Calculations: If you don’t populate the excel file with calculations, you MUST show a complete example of the calculations used to interpret the data. Make sure your handwritten calculations and data are clear… circle, underline, tabulate, or otherwise list clearly the final answers. You do not want the reader to have to hunt for the answers. Units must be given at each stage of the calculations and, if required, an estimate of the experimental uncertainty should be calculated. Each type of calculation should be represented. For example, if you do multiple ‘average’ calculations throughout the report, you only need to show one (1) example.
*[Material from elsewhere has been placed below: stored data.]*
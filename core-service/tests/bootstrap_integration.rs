//! End-to-end tests: configuration → bootstrap → search and pages

use bridge_traits::database::DatabaseConfig;
use core_library::db::{create_pool, run_migrations};
use core_library::testing::{fixture_lyric_id, sample_corpus, seed_corpus};
use core_library::{CorpusStore, LyricRecord};
use core_runtime::config::{CoreConfig, CorpusLoading};
use core_search::{SearchOptions, SearchOutcome};
use core_service::{bootstrap, CoreError};
use std::path::{Path, PathBuf};
use tempfile::TempDir;

/// Write the sample corpus to a SQLite file and return its path
async fn corpus_file(dir: &TempDir) -> PathBuf {
    let path = dir.path().join("lyrics.db");
    let config = DatabaseConfig {
        read_only: false,
        ..DatabaseConfig::new(&path)
    };

    let pool = create_pool(&config).await.unwrap();
    run_migrations(&pool).await.unwrap();
    seed_corpus(&pool, &sample_corpus()).await.unwrap();
    pool.close().await;

    path
}

fn config_for(path: &Path, loading: CorpusLoading) -> CoreConfig {
    CoreConfig::builder()
        .database_path(path)
        .corpus_loading(loading)
        .max_connections(2)
        .build()
        .unwrap()
}

fn ids(records: &[LyricRecord]) -> Vec<i64> {
    records.iter().map(|r| r.lyric_id).collect()
}

#[tokio::test]
async fn both_loading_modes_answer_identically() {
    let dir = tempfile::tempdir().unwrap();
    let path = corpus_file(&dir).await;

    let preload = bootstrap(config_for(&path, CorpusLoading::Preload))
        .await
        .unwrap();
    let per_request = bootstrap(config_for(&path, CorpusLoading::PerRequest))
        .await
        .unwrap();

    for query in ["hello", "cold", "a.b*c", "the", "nothing here"] {
        for options in [
            SearchOptions::default(),
            SearchOptions::case_sensitive(),
            SearchOptions::exact_word(),
        ] {
            assert_eq!(
                preload.search(query, options).await.unwrap(),
                per_request.search(query, options).await.unwrap(),
                "{:?} {:?}",
                query,
                options
            );
        }
    }

    preload.close().await.unwrap();
    per_request.close().await.unwrap();
}

#[tokio::test]
async fn preloaded_search_survives_pool_close() {
    let dir = tempfile::tempdir().unwrap();
    let path = corpus_file(&dir).await;

    let service = bootstrap(config_for(&path, CorpusLoading::Preload))
        .await
        .unwrap();
    service.close().await.unwrap();

    let results = service
        .search("cold", SearchOptions::exact_word())
        .await
        .unwrap()
        .unwrap();
    assert_eq!(ids(&results), vec![fixture_lyric_id(1, 2), fixture_lyric_id(3, 3)]);

    let err = service.song_page(1, None, None).await.unwrap_err();
    assert!(err.is_unavailable(), "got {:?}", err);
}

#[tokio::test]
async fn per_request_search_fails_after_close() {
    let dir = tempfile::tempdir().unwrap();
    let path = corpus_file(&dir).await;

    let service = bootstrap(config_for(&path, CorpusLoading::PerRequest))
        .await
        .unwrap();
    service.close().await.unwrap();

    let err = service
        .search("cold", SearchOptions::default())
        .await
        .unwrap_err();
    assert!(err.is_unavailable(), "got {:?}", err);

    // The empty query never reaches storage.
    assert!(service
        .search("", SearchOptions::default())
        .await
        .unwrap()
        .is_none());
}

#[tokio::test]
async fn missing_database_is_unavailable() {
    let dir = tempfile::tempdir().unwrap();
    let config = config_for(&dir.path().join("absent.db"), CorpusLoading::Preload);

    let err = bootstrap(config).await.err().unwrap();
    assert!(err.is_unavailable(), "got {:?}", err);
}

#[tokio::test]
async fn database_without_schema_is_corrupt() {
    let dir = tempfile::tempdir().unwrap();
    let path = dir.path().join("empty.db");
    let pool = create_pool(&DatabaseConfig {
        read_only: false,
        ..DatabaseConfig::new(&path)
    })
    .await
    .unwrap();
    sqlx::query("CREATE TABLE unrelated (id INTEGER PRIMARY KEY)")
        .execute(&pool)
        .await
        .unwrap();
    pool.close().await;

    let err = bootstrap(config_for(&path, CorpusLoading::PerRequest))
        .await
        .err()
        .unwrap();
    assert!(err.is_corrupt(), "got {:?}", err);
}

#[tokio::test]
async fn invalid_records_are_corrupt_in_both_loading_modes() {
    let dir = tempfile::tempdir().unwrap();
    let path = corpus_file(&dir).await;

    let pool = create_pool(&DatabaseConfig {
        read_only: false,
        ..DatabaseConfig::new(&path)
    })
    .await
    .unwrap();
    sqlx::query("UPDATE songs SET name = '' WHERE id = 4")
        .execute(&pool)
        .await
        .unwrap();
    pool.close().await;

    let err = bootstrap(config_for(&path, CorpusLoading::Preload))
        .await
        .err()
        .unwrap();
    assert!(err.is_corrupt(), "got {:?}", err);

    let per_request = bootstrap(config_for(&path, CorpusLoading::PerRequest))
        .await
        .unwrap();
    let err = per_request
        .search("hello", SearchOptions::default())
        .await
        .unwrap_err();
    assert!(err.is_corrupt(), "got {:?}", err);
    per_request.close().await.unwrap();
}

#[tokio::test]
async fn snapshot_serves_search_and_database_serves_pages() {
    let dir = tempfile::tempdir().unwrap();
    let db_path = corpus_file(&dir).await;

    // Export the database corpus as a JSON artifact.
    let exporter = bootstrap(config_for(&db_path, CorpusLoading::PerRequest))
        .await
        .unwrap();
    let everything = exporter
        .dependencies()
        .corpus
        .all_records()
        .await
        .unwrap();
    exporter.close().await.unwrap();

    let snapshot_path = dir.path().join("corpus.json");
    std::fs::write(&snapshot_path, serde_json::to_vec(&everything).unwrap()).unwrap();

    let config = CoreConfig::builder()
        .database_path(&db_path)
        .snapshot_path(&snapshot_path)
        .build()
        .unwrap();
    let service = bootstrap(config).await.unwrap();

    let outcome = service
        .search_outcome("Hello", SearchOptions::case_sensitive())
        .await
        .unwrap();
    assert_eq!(outcome.summary().as_deref(), Some("Found 1 result"));

    let record = &outcome.records()[0];
    let page = service
        .song_page(record.song_id, Some(record.lyric_id), Some("Hello"))
        .await
        .unwrap()
        .unwrap();
    assert_eq!(page.highlight_id, Some(record.lyric_id));
    let preview = page.preview();
    assert!(!preview.more_before);
    assert_eq!(preview.lines.len(), 2);

    let album = service.album_page(record.album_id).await.unwrap().unwrap();
    assert_eq!(album.songs.len(), 2);

    let stats = service.statistics().await.unwrap();
    assert_eq!(stats.records, everything.len() as i64);
    assert!(stats.database.is_some());

    service.close().await.unwrap();
}

#[tokio::test]
async fn snapshot_only_service() {
    let dir = tempfile::tempdir().unwrap();
    let snapshot_path = dir.path().join("corpus.json");
    std::fs::write(
        &snapshot_path,
        r#"[{"lyric_id": 1, "line_number": 1, "lyric_text": "I am cold today",
             "song_id": 1, "song_name": "S", "song_number": 1,
             "album_id": 1, "album_name": "A"}]"#,
    )
    .unwrap();

    let config = CoreConfig::builder()
        .snapshot_path(&snapshot_path)
        .default_search_options(SearchOptions::exact_word())
        .build()
        .unwrap();
    let service = bootstrap(config).await.unwrap();

    assert_eq!(
        service.search_with_defaults("col").await.unwrap(),
        Some(vec![])
    );
    assert_eq!(
        service
            .search_outcome("", SearchOptions::default())
            .await
            .unwrap(),
        SearchOutcome::NotSearched
    );

    let err = service.album_page(1).await.unwrap_err();
    assert!(matches!(err, CoreError::CapabilityMissing { .. }));
}

#[tokio::test]
async fn corrupt_snapshot_fails_bootstrap() {
    let dir = tempfile::tempdir().unwrap();
    let snapshot_path = dir.path().join("corpus.json");
    std::fs::write(&snapshot_path, b"[{").unwrap();

    let config = CoreConfig::builder()
        .snapshot_path(&snapshot_path)
        .build()
        .unwrap();
    let err = bootstrap(config).await.err().unwrap();
    assert!(err.is_corrupt(), "got {:?}", err);
}

#[tokio::test]
async fn overlong_query_is_rejected() {
    let dir = tempfile::tempdir().unwrap();
    let path = corpus_file(&dir).await;
    let config = CoreConfig::builder()
        .database_path(&path)
        .max_query_length(8)
        .build()
        .unwrap();
    let service = bootstrap(config).await.unwrap();

    let err = service
        .search("a very long query", SearchOptions::default())
        .await
        .unwrap_err();
    assert!(matches!(
        err,
        CoreError::Search(core_search::SearchError::QueryTooLong { .. })
    ));
    service.close().await.unwrap();
}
Discussion and Conclusion: These are the most important sections of the report. This is your chance to show you understand and can interpret the data. Discuss how theories are proved or disproved by your data and how sources of uncertainty affect the results. Remember, we don’t care about human-based error. Observations, expected results, and comparison with known values should also be discussed when appropriate. Summarize your results. Conclusions are drawn from the interpretation of the data and any explanations as to what happened in the experiment are stated here. Questions given in the post-lab report quiz are good points to address.
References: This is the last section of a scientific paper. References should be presented in a list at the end of the report and numbered in the order of appearance in the text, tables, or figures. Details of this can be reviewed from the library module section 6.8 Citation Styles.
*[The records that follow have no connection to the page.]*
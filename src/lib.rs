//! Workspace placeholder crate.
//!
//! This crate exists to expose shared feature flags that map to the individual
//! workspace crates. Host applications can depend on `lyrics-search-workspace`
//! and enable one of:
//!
//! - `service` (default): the full [`core_service`] façade with bootstrap,
//!   song and album pages
//! - `matcher-only`: just [`core_search`], for hosts that bring their own
//!   corpus store

#[cfg(feature = "service")]
pub use core_service;
#[cfg(feature = "service")]
pub use core_service::{bootstrap, CoreError, LyricsService};

#[cfg(feature = "matcher-only")]
pub use core_search;
#[cfg(feature = "matcher-only")]
pub use core_search::{QueryMatcher, SearchOptions};
//! # Lyrics Search Module
//!
//! Deterministic substring and whole-word matching over the lyrics corpus.
//!
//! ## Overview
//!
//! - [`SearchOptions`] selects one of three match modes: case-insensitive
//!   substring (default), case-sensitive substring, or whole word
//! - [`QueryMatcher`] compiles a query once and tests lines against it
//! - [`SearchEngine`] loads the corpus from a
//!   [`CorpusStore`](core_library::CorpusStore) and returns matches in
//!   canonical `(album_id, song_number, line_number)` order
//! - [`highlight`] splits lines into matched and unmatched segments for display
//!
//! There is no ranking and no index. An empty query means "no search", which
//! is reported as `None` and is distinct from an empty result.
//!
//! ## Usage
//!
//! ```ignore
//! use core_search::{SearchEngine, SearchOptions};
//!
//! let engine = SearchEngine::new(store);
//! match engine.search("cold", SearchOptions::exact_word()).await? {
//!     None => println!("nothing searched"),
//!     Some(records) => println!("{} matches", records.len()),
//! }
//! ```

pub mod engine;
pub mod error;
pub mod highlight;
pub mod matcher;
pub mod options;
pub mod outcome;

pub use engine::{search_records, SearchEngine};
pub use error::{Result, SearchError};
pub use highlight::Segment;
pub use matcher::QueryMatcher;
pub use options::{MatchMode, SearchOptions};
pub use outcome::SearchOutcome;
Experimental Procedure for LAB G: Volumetric Analysis of Vitamin C
- In a clean 250 mL beaker, dissolve a single tablet of vitamin C in 100 mL of distilled water with continuous stirring using a stir plate and magnetic stir bar.
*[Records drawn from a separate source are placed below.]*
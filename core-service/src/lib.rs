//! Core service façade and bootstrap helpers.
//!
//! This crate wires a validated [`CoreConfig`] into a running
//! [`LyricsService`]: it opens the corpus database read-only, picks the corpus
//! store searches run against (preloaded snapshot, per-request database scan,
//! or a JSON artifact), and exposes the search contract plus the song and
//! album pages built on top of it.
//!
//! ```ignore
//! use core_runtime::CoreConfig;
//! use core_search::SearchOptions;
//!
//! let config = CoreConfig::builder().database_path("lyrics.db").build()?;
//! let service = core_service::bootstrap(config).await?;
//!
//! match service.search("cold", SearchOptions::exact_word()).await? {
//!     None => {}                        // empty query, nothing searched
//!     Some(records) if records.is_empty() => {} // no results
//!     Some(records) => { /* render */ }
//! }
//!
//! service.close().await?;
//! ```

pub mod error;
pub mod views;

pub use error::{CoreError, Result};
pub use views::{AlbumView, Excerpt, SongLine, SongView};

use std::sync::Arc;

use bridge_traits::database::{DatabaseAdapter, DatabaseStatistics};
use core_library::adapters::SqliteAdapter;
use core_library::repositories::{
    AlbumRepository, SongRepository, SqliteAlbumRepository, SqliteCorpusRepository,
    SqliteSongRepository,
};
use core_library::{CorpusSnapshot, CorpusStore, LyricRecord};
use core_runtime::config::{CoreConfig, CorpusLoading, DEFAULT_MAX_QUERY_LENGTH};
use core_runtime::logging::truncate_for_log;
use core_search::{SearchEngine, SearchOptions, SearchOutcome};
use tracing::{debug, info, instrument, warn};

/// Aggregated handle to the stores the service reads from.
pub struct CoreDependencies {
    /// Store searches scan
    pub corpus: Arc<dyn CorpusStore>,
    pub database: Option<Arc<dyn DatabaseAdapter>>,
    pub albums: Option<Arc<dyn AlbumRepository>>,
    pub songs: Option<Arc<dyn SongRepository>>,
}

impl CoreDependencies {
    /// Dependencies with a corpus store only; page lookups are unavailable.
    pub fn new(corpus: Arc<dyn CorpusStore>) -> Self {
        Self {
            corpus,
            database: None,
            albums: None,
            songs: None,
        }
    }

    /// Attach an open database for page lookups, statistics and shutdown.
    pub fn with_database(mut self, adapter: Arc<SqliteAdapter>) -> Self {
        let pool = adapter.pool().clone();
        self.albums = Some(Arc::new(SqliteAlbumRepository::new(pool.clone())));
        self.songs = Some(Arc::new(SqliteSongRepository::new(pool)));
        self.database = Some(adapter);
        self
    }
}

/// Corpus size and pool state
#[derive(Debug, Clone)]
pub struct CorpusStatistics {
    pub records: i64,
    pub database: Option<DatabaseStatistics>,
}

/// Primary façade exposed to host applications.
#[derive(Clone)]
pub struct LyricsService {
    deps: Arc<CoreDependencies>,
    engine: Arc<SearchEngine>,
    default_options: SearchOptions,
}

impl LyricsService {
    /// Create a new service from the provided dependencies.
    pub fn new(deps: CoreDependencies) -> Self {
        Self::with_limits(deps, SearchOptions::default(), DEFAULT_MAX_QUERY_LENGTH)
    }

    pub fn with_limits(
        deps: CoreDependencies,
        default_options: SearchOptions,
        max_query_length: usize,
    ) -> Self {
        let engine = SearchEngine::new(Arc::clone(&deps.corpus))
            .with_max_query_length(max_query_length);

        Self {
            deps: Arc::new(deps),
            engine: Arc::new(engine),
            default_options,
        }
    }

    /// Access the dependencies being used by the service.
    pub fn dependencies(&self) -> Arc<CoreDependencies> {
        Arc::clone(&self.deps)
    }

    pub fn default_options(&self) -> SearchOptions {
        self.default_options
    }

    /// Search the corpus
    ///
    /// `Ok(None)` means the query was empty and no search ran. `Ok(Some(v))`
    /// holds every match in `(album_id, song_number, line_number)` order and
    /// may be empty. Storage failures are never turned into empty results.
    pub async fn search(
        &self,
        query: &str,
        options: SearchOptions,
    ) -> Result<Option<Vec<LyricRecord>>> {
        debug!(query = %truncate_for_log(query), "Search requested");
        let results = self.engine.search(query, options).await?;
        Ok(results)
    }

    /// [`search`](Self::search) with the configured default options
    pub async fn search_with_defaults(&self, query: &str) -> Result<Option<Vec<LyricRecord>>> {
        self.search(query, self.default_options).await
    }

    pub async fn search_outcome(
        &self,
        query: &str,
        options: SearchOptions,
    ) -> Result<SearchOutcome> {
        Ok(self.search(query, options).await?.into())
    }

    /// Song page data
    ///
    /// Returns `Ok(None)` for an unknown song. `highlight` is kept only if it
    /// names one of the song's lines. Every line is split into segments
    /// around `query`.
    #[instrument(skip(self, query))]
    pub async fn song_page(
        &self,
        song_id: i64,
        highlight: Option<i64>,
        query: Option<&str>,
    ) -> Result<Option<SongView>> {
        let songs = self.deps.songs.as_ref().ok_or_else(|| database_missing("song pages"))?;

        let (song, lyrics) = songs.find_with_lyrics(song_id).await?;
        let Some(song) = song else {
            debug!("Song not found");
            return Ok(None);
        };

        let view = SongView::new(song, lyrics, highlight, query);
        if highlight.is_some() && view.highlight_id.is_none() {
            debug!(?highlight, "Highlight does not belong to song; ignored");
        }
        Ok(Some(view))
    }

    /// Album page data; `Ok(None)` for an unknown album
    #[instrument(skip(self))]
    pub async fn album_page(&self, album_id: i64) -> Result<Option<AlbumView>> {
        let albums = self
            .deps
            .albums
            .as_ref()
            .ok_or_else(|| database_missing("album pages"))?;

        let (album, songs) = albums.find_with_songs(album_id).await?;
        Ok(album.map(|album| AlbumView { album, songs }))
    }

    pub async fn statistics(&self) -> Result<CorpusStatistics> {
        let records = self.deps.corpus.count().await?;
        let database = match &self.deps.database {
            Some(adapter) => Some(adapter.get_statistics().await?),
            None => None,
        };

        Ok(CorpusStatistics { records, database })
    }

    /// Release the database pool. Searches served from a snapshot keep
    /// working; database-backed calls fail as unavailable afterwards.
    pub async fn close(&self) -> Result<()> {
        if let Some(adapter) = &self.deps.database {
            adapter.close().await?;
        }
        Ok(())
    }
}

fn database_missing(feature: &str) -> CoreError {
    CoreError::CapabilityMissing {
        capability: "database".to_string(),
        message: format!(
            "{} need the corpus database. Use .database_path() to configure it.",
            feature
        ),
    }
}

/// Build a [`LyricsService`] from configuration.
///
/// Opens the database (if configured) and loads the corpus store searches
/// run against. If loading fails after the pool is open, the pool is closed
/// before the error is returned.
pub async fn bootstrap(config: CoreConfig) -> Result<LyricsService> {
    config.validate()?;

    let adapter = match config.database_config() {
        Some(db_config) => Some(Arc::new(SqliteAdapter::connect(&db_config).await?)),
        None => None,
    };

    let corpus = match load_corpus(&config, adapter.as_ref()).await {
        Ok(corpus) => corpus,
        Err(err) => {
            if let Some(adapter) = &adapter {
                if let Err(close_err) = adapter.close().await {
                    warn!(error = %close_err, "Failed to close corpus pool after load error");
                }
            }
            return Err(err);
        }
    };

    let mut deps = CoreDependencies::new(corpus);
    if let Some(adapter) = adapter {
        deps = deps.with_database(adapter);
    }

    info!(
        database = config.database_path.is_some(),
        snapshot = config.snapshot_path.is_some(),
        loading = ?config.corpus_loading,
        "Lyrics service ready"
    );

    Ok(LyricsService::with_limits(
        deps,
        config.default_search_options,
        config.max_query_length,
    ))
}

async fn load_corpus(
    config: &CoreConfig,
    adapter: Option<&Arc<SqliteAdapter>>,
) -> Result<Arc<dyn CorpusStore>> {
    if let Some(path) = &config.snapshot_path {
        let snapshot = CorpusSnapshot::load_json_file(path).await?;
        return Ok(Arc::new(snapshot));
    }

    let adapter = adapter.ok_or_else(|| {
        CoreError::InitializationFailed("No corpus source configured".to_string())
    })?;
    let repository = SqliteCorpusRepository::new(Arc::clone(adapter) as Arc<dyn DatabaseAdapter>);

    match config.corpus_loading {
        CorpusLoading::Preload => {
            let snapshot = CorpusSnapshot::load_from(&repository).await?;
            info!(records = snapshot.len(), "Preloaded corpus");
            Ok(Arc::new(snapshot))
        }
        CorpusLoading::PerRequest => Ok(Arc::new(repository)),
    }
}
- Stir thoroughly for ~10 minutes to ensure that all the vitamin C has dissolved (there will be an insoluble residue of ‘filler’ from the tablet). Use a glass stir rod to gently help break up the tablet and stir for 5 more minutes.
- Quantitatively transfer the solution through a gravity filtration set up into a 500-mL volumetric flask, washing the beaker and filter paper with small aliquots of distilled water, and make up to the mark with distilled water. Make sure to rinse the glass stir rod and stir bar. Return the stir bar to your TA. Stopper and thoroughly mix the flask contents by inverting the flask at least 10 times.
- Rinse and fill a burette with the provided sodium thiosulphate solution. The TA will give you the concentration during the lab.
- Pipette 25.00 mL of the dilute standard KIO3 solution into a 125 mL Erlenmeyer flask. Add 0.2 g KI using a level portion of KI in the scoop provided. Add 1 mL of 1M sulfuric acid with a plastic transfer pipette (20 drops). Add 10.00 mL of vitamin C solution with a pipette. Mix thoroughly. The vitamin C will react with some of the iodine.
- You will now determine how much iodine is left over (how much did not react with the vitamin C). Record the initial burette reading to 2 decimal places. Titrate the contents of the Erlenmeyer flask, slowly, with stirring, until a pale yellow colour is obtained. Add ~20 drops of starch solution and continue the titration until the blue colour just disappears. Record the final burette reading.
- Repeat the titration at least twice more in order to obtain consistent results. Titrations must agree within ±0.2 mL. Average the titration volumes.
Dispose of any unused KIO3 solution (both concentrated and dilute) and unused Na2S2O3 in the provided inorganic waste containers. All other solutions may be poured down the drain.
Experiment G: Volumetric Analysis of Vitamin C
- Collect remaining dilute and concentrated KIO3 in the waste container
- Safety glasses
- Wear gloves where appropriate
- Sulphuric acid is corrosive
- Make a new dilute primary standard from the concentrated KIO3 solution saved from lab F
- Titrations should agree within 0.2mL
- Your vitamin C will react with the I2 generated from the first reaction, the remaining I2 will then be back-titrated with sodium thiosulfate according to the third reaction equation
- ERROR/UNITS/SIGFIGS required on every number reported!